Diferentes tiempos históricos, diferentes realidades sociales se van cruzando en el texto de Juan Freund, con una única intención: tratar de encontrar la verdad sobre la propia identidad y a la vez reconocer el espíritu de un tiempo político conflictivo que, alguna vez, fue determinante para que esa identidad se trastocara y hasta se perdiera.
El nazismo en Alemania, la última dictadura militar en la Argentina. Un padre judío que llegó a este país huyendo de los campos de concentración y un hijo que en tiempos dictatoriales pierde la vida. Luego de ese hecho, el mayor, ya sin historia reconocible aquí, decide volver a la ciudad de su infancia. El pasado que recuerda y redescubre en Alemania se va mezclando con un presente inesperado. Entre uno y otro tiempo, el personaje -el Sr. Mayer- intenta ser algo más que un mero individuo que retorna a una sociedad que -de alguna manera- lo expulsó. ¡Qué difícil lograrlo!
Freund es muy fuerte en su cuestionamiento a la hora de marcar la verdad de un núcleo social que hoy recibe al que ha faltado durante tanto tiempo. Sus actitudes y conductas son reconocibles, aceptables y también pueden ser rechazadas de plano.
Mirada inquisidora
El autor es un observador agudo y crítico, aunque dramáticamente no profundiza lo suficiente como para conocer su opinión de manera determinante. Expone una realidad, unos personajes, un mundo contemporáneo contradictorio y lo hace con unas pinceladas muy firmes. Hay dolor en esos trazos y por eso el material trasciende una sensibilidad conmovedora.

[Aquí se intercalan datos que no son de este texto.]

impl Sms {
    /// Screen that reads the inbox on first poll.
    pub fn new() -> Self {
        Self {
            mode: SmsMode::Inbox,
            inbox: Vec::new(),
            loaded: false,
            cursor: ListCursor::default(),
            peer: Phone::new(),
            thread: Vec::new(),
            recipient: TextField::new(),
            body: TextField::new(),
            contact_name: TextField::new(),
            contact_step: ContactStep::Browse,
            contact_cursor: ListCursor::default(),
        }
    }

    /// Current sub-mode.
    pub fn mode(&self) -> SmsMode {
        self.mode
    }

    /// Conversations, newest first.
    pub fn inbox(&self) -> &[Conversation] {
        &self.inbox
    }

    /// Messages of the open conversation, oldest first.
    pub fn thread(&self) -> &[SmsRecord] {
        &self.thread
    }

    /// The card changed underneath: re-read on the next poll.
    pub fn invalidate(&mut self) {
        self.loaded = false;
    }

    async fn reload<B: Board>(&mut self, cx: &mut Context<B>) -> Result<(), AppError> {
        self.inbox = sms::list_conversations(&mut cx.sd).await?;
        self.cursor.clamp(self.inbox.len());
        if self.mode == SmsMode::Conversation {
            sms::load_conversation(&mut cx.sd, &self.peer, &mut self.thread).await?;
        }
        self.loaded = true;
        Ok(())
    }

    async fn open_thread<B: Board>(&mut self, cx: &mut Context<B>, phone: &str) -> Result<(), AppError> {
        self.peer = normalize_phone(phone);
        sms::load_conversation(&mut cx.sd, &self.peer, &mut self.thread).await?;
        self.mode = SmsMode::Conversation;
        Ok(())
    }

    fn start_compose(&mut self, phone: &str) {
        self.peer = normalize_phone(phone);
        self.body.clear();
        self.mode = SmsMode::Compose;
    }

    async fn send<B: Board>(&mut self, cx: &mut Context<B>) -> Result<Outcome, AppError> {
        if self.body.is_empty() {
            return Ok(Outcome::Handled);
        }
        if !(cx.has_modem && cx.modem_enabled) {
            cx.say("Modem is off");
            return Ok(Outcome::Handled);
        }
        if cx.shared.queues.outbox_full() {
            cx.say("Send queue full");
            return Ok(Outcome::Handled);
        }
        let now = cx.now();
        let timestamp = cx.shared.wall.epoch_at(now).unwrap_or(0);
        let record = SmsRecord::new(timestamp, Direction::Sent, &self.peer, self.body.as_str());
        // Stored before the modem sees it.
        sms::append(&mut cx.sd, &record).await?;
        if !cx.shared.queues.send_sms(&self.peer, self.body.as_str()) {
            cx.say("Send queue full");
            return Ok(Outcome::Handled);
        }
        tracing::info!("sms: queued {} chars to {}", self.body.as_str().len(), self.peer.as_str());
        self.body.clear();
        let peer = self.peer.clone();
        self.open_thread(cx, &peer).await?;
        self.loaded = false;
        Ok(Outcome::Handled)
    }

    async fn inbox_key<B: Board>(&mut self, key: u8, cx: &mut Context<B>) -> Result<Outcome, AppError> {
        if self.cursor.handle(key, self.inbox.len()) {
            return Ok(Outcome::Handled);
        }
        if is_back(key) {
            return Ok(Outcome::Back);
        }
        match key {
            KEY_ENTER => {
                let Some(phone) = self.inbox.get(self.cursor.index).map(|c| c.phone.clone()) else {
                    return Ok(Outcome::Ignored);
                };
                self.open_thread(cx, &phone).await?;
                Ok(Outcome::Handled)
            }
            b'n' | b'N' => {
                self.recipient.clear();
                self.mode = SmsMode::NewRecipient;
                Ok(Outcome::Handled)
            }
            b'c' | b'C' => {
                self.contact_step = ContactStep::Browse;
                self.contact_cursor.reset();
                self.mode = SmsMode::Contacts;
                Ok(Outcome::Handled)
            }
            b'x' | b'X' => {
                let Some(phone) = self.inbox.get(self.cursor.index).map(|c| c.phone.clone()) else {
                    return Ok(Outcome::Ignored);
                };
                sms::delete_conversation(&mut cx.sd, &phone).await?;
                tracing::info!("sms: deleted conversation {}", phone.as_str());
                self.reload(cx).await?;
                cx.say("Conversation deleted");
                Ok(Outcome::Handled)
            }
            _ => Ok(Outcome::Ignored),
        }
    }

    async fn contacts_key<B: Board>(&mut self, key: u8, cx: &mut Context<B>) -> Result<Outcome, AppError> {
        match self.contact_step {
            ContactStep::Browse => {
                let len = cx.contacts.len();
                if self.contact_cursor.handle(key, len) {
                    return Ok(Outcome::Handled);
                }
                if is_back(key) {
                    self.mode = SmsMode::Inbox;
                    return Ok(Outcome::Handled);
                }
                match key {
                    KEY_ENTER => {
                        let Some(phone) = cx
                            .contacts
                            .entries()
                            .get(self.contact_cursor.index)
                            .map(|c| c.phone.clone())
                        else {
                            return Ok(Outcome::Ignored);
                        };
                        self.start_compose(&phone);
                        Ok(Outcome::Handled)
                    }
                    b'a' | b'A' => {
                        self.contact_name.clear();
                        self.recipient.clear();
                        self.contact_step = ContactStep::Name;
                        Ok(Outcome::Handled)
                    }
                    b'x' | b'X' => {
                        if cx.contacts.remove(self.contact_cursor.index).is_some() {
                            cx.contacts.save(&mut cx.sd).await?;
                            self.contact_cursor.clamp(cx.contacts.len());
                            cx.say("Contact removed");
                        }
                        Ok(Outcome::Handled)
                    }
                    _ => Ok(Outcome::Ignored),
                }
            }
            ContactStep::Name => match self.contact_name.handle(key) {
                FieldEvent::None => Ok(Outcome::Ignored),
                FieldEvent::Changed => Ok(Outcome::Handled),
                FieldEvent::Cancel => {
                    self.contact_step = ContactStep::Browse;
                    Ok(Outcome::Handled)
                }
                FieldEvent::Submit => {
                    if !self.contact_name.is_empty() {
                        self.contact_step = ContactStep::Phone;
                    }
                    Ok(Outcome::Handled)
                }
            },
            ContactStep::Phone => match self.recipient.handle(key) {
                FieldEvent::None => Ok(Outcome::Ignored),
                FieldEvent::Changed => Ok(Outcome::Handled),
                FieldEvent::Cancel => {
                    self.contact_step = ContactStep::Name;
                    Ok(Outcome::Handled)
                }
                FieldEvent::Submit => {
                    self.contact_step = ContactStep::Browse;
                    cx.contacts
                        .upsert(self.contact_name.as_str(), self.recipient.as_str())?;
                    cx.contacts.save(&mut cx.sd).await?;
                    cx.say("Contact saved");
                    Ok(Outcome::Handled)
                }
            },
        }
    }

    fn render_inbox<D>(&mut self, frame: &mut Frame<'_, D>, contacts: &Contacts) -> Result<(), D::Error>
    where
        D: DrawTarget<Color = BinaryColor>,
    {
        frame.text(0, 0, "Messages")?;
        if self.inbox.is_empty() {
            frame.text(0, LIST_TOP, "No messages.")?;
            frame.hint("n new  c contacts  q back")?;
            return Ok(());
        }
        let window = self.cursor.visible(self.inbox.len(), (BODY_ROWS - LIST_TOP) / 2);
        for (slot, i) in window.enumerate() {
            let Some(conv) = self.inbox.get(i) else { break };
            let who = contacts.name_for(&conv.phone).unwrap_or(&conv.phone);
            let mut head: String<48> = String::new();
            let _ = write!(head, "{} ({})", who, conv.count);
            let row = LIST_TOP + slot * 2;
            frame.row(row, &head, i == self.cursor.index)?;
            frame.text(1, row + 1, &conv.preview())?;
        }
        frame.hint("Enter open  n new  c contacts  x del")?;
        Ok(())
    }

    fn render_thread<D>(&mut self, frame: &mut Frame<'_, D>, who: &str) -> Result<(), D::Error>
    where
        D: DrawTarget<Color = BinaryColor>,
    {
        frame.row(0, who, true)?;
        let rows = BODY_ROWS - 1;
        // Newest messages at the bottom: walk back until the window is full.
        let mut used = 0usize;
        let mut first = self.thread.len();
        for (i, rec) in self.thread.iter().enumerate().rev() {
            let need = message_line(rec).map_or(1, |l| lines(l.as_bytes(), TEXT_COLUMNS).count().max(1));
            if used + need > rows {
                break;
            }
            used += need;
            first = i;
        }
        let mut row = 1 + rows - used;
        for rec in self.thread.iter().skip(first) {
            let Some(line) = message_line(rec) else { continue };
            let need = lines(line.as_bytes(), TEXT_COLUMNS).count().max(1);
            frame.paragraph(row, need, line.as_bytes())?;
            row += need;
        }
        frame.hint("Enter reply  q inbox")?;
        Ok(())
    }
}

En su puesta, el director Daniel Marcove acentúa ciertas contradicciones y a la vez construye un friso social muy firme que posibilita al espectador tomar contacto con esa realidad muy lentamente. Cada escena se desarrolla en un tiempo muy particular en el que, sobre todo, las palabras van conduciendo una trama compleja y por momentos muy cruel. Pero no hay efectismo en esa traslación de momentos a la escena.
Aunque un tanto heterogéneo el elenco da vida a una variada gama de personajes muy simbólicos, a veces, y lo hace con buenos logros. Cada uno de ellos aporta una segura intención, un rasgo sutil, una carga de verdad que hace crecer la historia.
Desde el comienzo, el marco escenográfico de Alberto Bellatti ubica al espectador en un tiempo que duele recordar y, de ahí en más, no hay posibilidad de escapar al pasado.